- _INSTRUCTIONS TO FOLLOW_
Each record below should be repeated precisely as written.

········

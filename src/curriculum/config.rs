use tracing::debug;

use crate::infra::config::read_var;
use crate::infra::{ConfigError, ProcessEnv, VarSource};

/// Curriculum configuration
///
/// The controller shrinks the success radius while the windowed success rate
/// is above `target_success_rate` and grows it while the rate is below the
/// lower band. Without a lower band the controller always moves unless the
/// rate equals the target exactly.
#[derive(Debug, Clone)]
pub struct CurriculumConfig {
    /// Success rate the curriculum steers towards
    pub target_success_rate: f32,
    /// Number of episodes in the sliding window
    pub window_size: usize,
    /// Multiplier (< 1) applied when the task is too easy
    pub decay_factor: f32,
    /// Multiplier (> 1) applied when the task is too hard
    pub growth_factor: f32,
    /// Rate below which the task is made easier; defaults to the target
    pub lower_band: Option<f32>,
    /// Floor for the success radius
    pub min_threshold: f32,
    /// Ceiling for the success radius
    pub max_threshold: f32,
}

impl Default for CurriculumConfig {
    fn default() -> Self {
        Self {
            target_success_rate: 0.8,
            window_size: 100,
            decay_factor: 0.99,
            growth_factor: 1.01,
            lower_band: None,
            min_threshold: 1e-4,
            max_threshold: 0.1,
        }
    }
}

impl CurriculumConfig {
    /// Slow tightening with a neutral band between `lower_band` and the target
    pub fn banded(lower_band: f32) -> Self {
        Self {
            decay_factor: 0.999,
            lower_band: Some(lower_band),
            ..Self::default()
        }
    }

    pub fn with_target(mut self, target_success_rate: f32) -> Self {
        self.target_success_rate = target_success_rate;
        self
    }

    pub fn with_window(mut self, window_size: usize) -> Self {
        self.window_size = window_size;
        self
    }

    pub fn with_limits(mut self, min_threshold: f32, max_threshold: f32) -> Self {
        self.min_threshold = min_threshold;
        self.max_threshold = max_threshold;
        self
    }

    pub fn lower_band(&self) -> f32 {
        self.lower_band.unwrap_or(self.target_success_rate)
    }

    pub fn validate(&self) -> Result<(), ConfigError> {
        if !(0.0..=1.0).contains(&self.target_success_rate) {
            return Err(ConfigError::OutOfRange {
                name: "target_success_rate",
                range: "[0, 1]",
                value: self.target_success_rate,
            });
        }
        if self.window_size == 0 {
            return Err(ConfigError::EmptyWindow);
        }
        if !(self.decay_factor > 0.0 && self.decay_factor < 1.0) {
            return Err(ConfigError::OutOfRange {
                name: "decay_factor",
                range: "(0, 1)",
                value: self.decay_factor,
            });
        }
        if !(self.growth_factor.is_finite() && self.growth_factor > 1.0) {
            return Err(ConfigError::OutOfRange {
                name: "growth_factor",
                range: "(1, inf)",
                value: self.growth_factor,
            });
        }
        if let Some(lower) = self.lower_band
            && !(0.0..=self.target_success_rate).contains(&lower)
        {
            return Err(ConfigError::OutOfRange {
                name: "lower_band",
                range: "[0, target_success_rate]",
                value: lower,
            });
        }
        for (name, value) in [
            ("min_threshold", self.min_threshold),
            ("max_threshold", self.max_threshold),
        ] {
            if !(value.is_finite() && value > 0.0) {
                return Err(ConfigError::NotPositive { name, value });
            }
        }
        if self.min_threshold > self.max_threshold {
            return Err(ConfigError::InvertedThresholdLimits {
                min: self.min_threshold,
                max: self.max_threshold,
            });
        }
        Ok(())
    }

    pub fn from_env() -> Result<Self, ConfigError> {
        Self::from_vars(&ProcessEnv)
    }

    /// Defaults overridden by any `CURRICULUM_*` variables that are set.
    pub fn from_vars(vars: &impl VarSource) -> Result<Self, ConfigError> {
        let mut config = Self::default();

        if let Some(target) = read_var(vars, "CURRICULUM_TARGET_RATE")? {
            config.target_success_rate = target;
        }
        if let Some(window) = read_var(vars, "CURRICULUM_WINDOW")? {
            config.window_size = window;
        }
        if let Some(decay) = read_var(vars, "CURRICULUM_DECAY")? {
            config.decay_factor = decay;
        }
        if let Some(growth) = read_var(vars, "CURRICULUM_GROWTH")? {
            config.growth_factor = growth;
        }
        if let Some(lower) = read_var(vars, "CURRICULUM_LOWER_BAND")? {
            config.lower_band = Some(lower);
        }
        if let Some(min) = read_var(vars, "CURRICULUM_MIN_THRESHOLD")? {
            config.min_threshold = min;
        }
        if let Some(max) = read_var(vars, "CURRICULUM_MAX_THRESHOLD")? {
            config.max_threshold = max;
        }

        config.validate()?;
        debug!("Curriculum config: {:?}", config);
        Ok(config)
    }
}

········

- _RESPONSE AREA_
filename src/curriculum/config.rs
use tracing::debug;

use crate::infra::config::read_var;
use crate::infra::{ConfigError, ProcessEnv, VarSource};

/// Curriculum configuration
///
/// The controller shrinks the success radius while the windowed success rate
/// is above `target_success_rate` and grows it while the rate is below the
/// lower band. Without a lower band the controller always moves unless the
/// rate equals the target exactly.
#[derive(Debug, Clone)]
pub struct CurriculumConfig {
    /// Success rate the curriculum steers towards
    pub target_success_rate: f32,
    /// Number of episodes in the sliding window
    pub window_size: usize,
    /// Multiplier (< 1) applied when the task is too easy
    pub decay_factor: f32,
    /// Multiplier (> 1) applied when the task is too hard
    pub growth_factor: f32,
    /// Rate below which the task is made easier; defaults to the target
    pub lower_band: Option<f32>,
    /// Floor for the success radius
    pub min_threshold: f32,
    /// Ceiling for the success radius
    pub max_threshold: f32,
}

impl Default for CurriculumConfig {
    fn default() -> Self {
        Self {
            target_success_rate: 0.8,
            window_size: 100,
            decay_factor: 0.99,
            growth_factor: 1.01,
            lower_band: None,
            min_threshold: 1e-4,
            max_threshold: 0.1,
        }
    }
}

impl CurriculumConfig {
    /// Slow tightening with a neutral band between `lower_band` and the target
    pub fn banded(lower_band: f32) -> Self {
        Self {
            decay_factor: 0.999,
            lower_band: Some(lower_band),
            ..Self::default()
        }
    }

    pub fn with_target(mut self, target_success_rate: f32) -> Self {
        self.target_success_rate = target_success_rate;
        self
    }

    pub fn with_window(mut self, window_size: usize) -> Self {
        self.window_size = window_size;
        self
    }

    pub fn with_limits(mut self, min_threshold: f32, max_threshold: f32) -> Self {
        self.min_threshold = min_threshold;
        self.max_threshold = max_threshold;
        self
    }

    pub fn lower_band(&self) -> f32 {
        self.lower_band.unwrap_or(self.target_success_rate)
    }

    pub fn validate(&self) -> Result<(), ConfigError> {
        if !(0.0..=1.0).contains(&self.target_success_rate) {
            return Err(ConfigError::OutOfRange {
                name: "target_success_rate",
                range: "[0, 1]",
                value: self.target_success_rate,
            });
        }
        if self.window_size == 0 {
            return Err(ConfigError::EmptyWindow);
        }
        if !(self.decay_factor > 0.0 && self.decay_factor < 1.0) {
            return Err(ConfigError::OutOfRange {
                name: "decay_factor",
                range: "(0, 1)",
                value: self.decay_factor,
            });
        }
        if !(self.growth_factor.is_finite() && self.growth_factor > 1.0) {
            return Err(ConfigError::OutOfRange {
                name: "growth_factor",
                range: "(1, inf)",
                value: self.growth_factor,
            });
        }
        if let Some(lower) = self.lower_band
            && !(0.0..=self.target_success_rate).contains(&lower)
        {
            return Err(ConfigError::OutOfRange {
                name: "lower_band",
                range: "[0, target_success_rate]",
                value: lower,
            });
        }
        for (name, value) in [
            ("min_threshold", self.min_threshold),
            ("max_threshold", self.max_threshold),
        ] {
            if !(value.is_finite() && value > 0.0) {
                return Err(ConfigError::NotPositive { name, value });
            }
        }
        if self.min_threshold > self.max_threshold {
            return Err(ConfigError::InvertedThresholdLimits {
                min: self.min_threshold,
                max: self.max_threshold,
            });
        }
        Ok(())
    }

    pub fn from_env() -> Result<Self, ConfigError> {
        Self::from_vars(&ProcessEnv)
    }

    /// Defaults overridden by any `CURRICULUM_*` variables that are set.
    pub fn from_vars(vars: &impl VarSource) -> Result<Self, ConfigError> {
        let mut config = Self::default();

        if let Some(target) = read_var(vars, "CURRICULUM_TARGET_RATE")? {
            config.target_success_rate = target;
        }
        if let Some(window) = read_var(vars, "CURRICULUM_WINDOW")? {
            config.window_size = window;
        }
        if let Some(decay) = read_var(vars, "CURRICULUM_DECAY")? {
            config.decay_factor = decay;
        }
        if let Some(growth) = read_var(vars, "CURRICULUM_GROWTH")? {
            config.growth_factor = growth;
        }
        if let Some(lower) = read_var(vars, "CURRICULUM_LOWER_BAND")? {
            config.lower_band = Some(lower);
        }
        if let Some(min) = read_var(vars, "CURRICULUM_MIN_THRESHOLD")? {
            config.min_threshold = min;
        }
        if let Some(max) = read_var(vars, "CURRICULUM_MAX_THRESHOLD")? {
            config.max_threshold = max;
        }

        config.validate()?;
        debug!("Curriculum config: {:?}", config);
        Ok(config)
    }
}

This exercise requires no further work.